§ What is required: Type out the data again. Keep every line exactly the same.

§ Exercise materials:
#####
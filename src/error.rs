//! Error types for the terminal engine

use std::collections::TryReserveError;

/// Errors reported by [`Terminal`](crate::Terminal) and configuration loading
#[derive(Debug, thiserror::Error)]
pub enum Error {
    #[error("invalid dimensions {cols}x{rows}: both must be at least 1")]
    InvalidDimensions { cols: usize, rows: usize },

    #[error("failed to allocate terminal storage: {0}")]
    Allocation(#[from] TryReserveError),

    #[error("row {row} out of range (rows: {rows})")]
    RowOutOfRange { row: usize, rows: usize },

    #[error("scrollback line {index} out of range (len: {len})")]
    ScrollbackOutOfRange { index: usize, len: usize },

    #[error("buffer too small: need {needed} cells, got {got}")]
    BufferTooSmall { needed: usize, got: usize },

    #[error("invalid config value for {field}: {message}")]
    Config { field: &'static str, message: String },

    #[error("IO error: {0}")]
    Io(#[from] std::io::Error),

    #[error("TOML error: {0}")]
    Toml(#[from] toml::de::Error),
}

pub type Result<T> = std::result::Result<T, Error>;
#####
§ Solution to this exercise:
filename src/error.rs
//! Error types for the terminal engine

use std::collections::TryReserveError;

/// Errors reported by [`Terminal`](crate::Terminal) and configuration loading
#[derive(Debug, thiserror::Error)]
pub enum Error {
    #[error("invalid dimensions {cols}x{rows}: both must be at least 1")]
    InvalidDimensions { cols: usize, rows: usize },

    #[error("failed to allocate terminal storage: {0}")]
    Allocation(#[from] TryReserveError),

    #[error("row {row} out of range (rows: {rows})")]
    RowOutOfRange { row: usize, rows: usize },

    #[error("scrollback line {index} out of range (len: {len})")]
    ScrollbackOutOfRange { index: usize, len: usize },

    #[error("buffer too small: need {needed} cells, got {got}")]
    BufferTooSmall { needed: usize, got: usize },

    #[error("invalid config value for {field}: {message}")]
    Config { field: &'static str, message: String },

    #[error("IO error: {0}")]
    Io(#[from] std::io::Error),

    #[error("TOML error: {0}")]
    Toml(#[from] toml::de::Error),
}

pub type Result<T> = std::result::Result<T, Error>;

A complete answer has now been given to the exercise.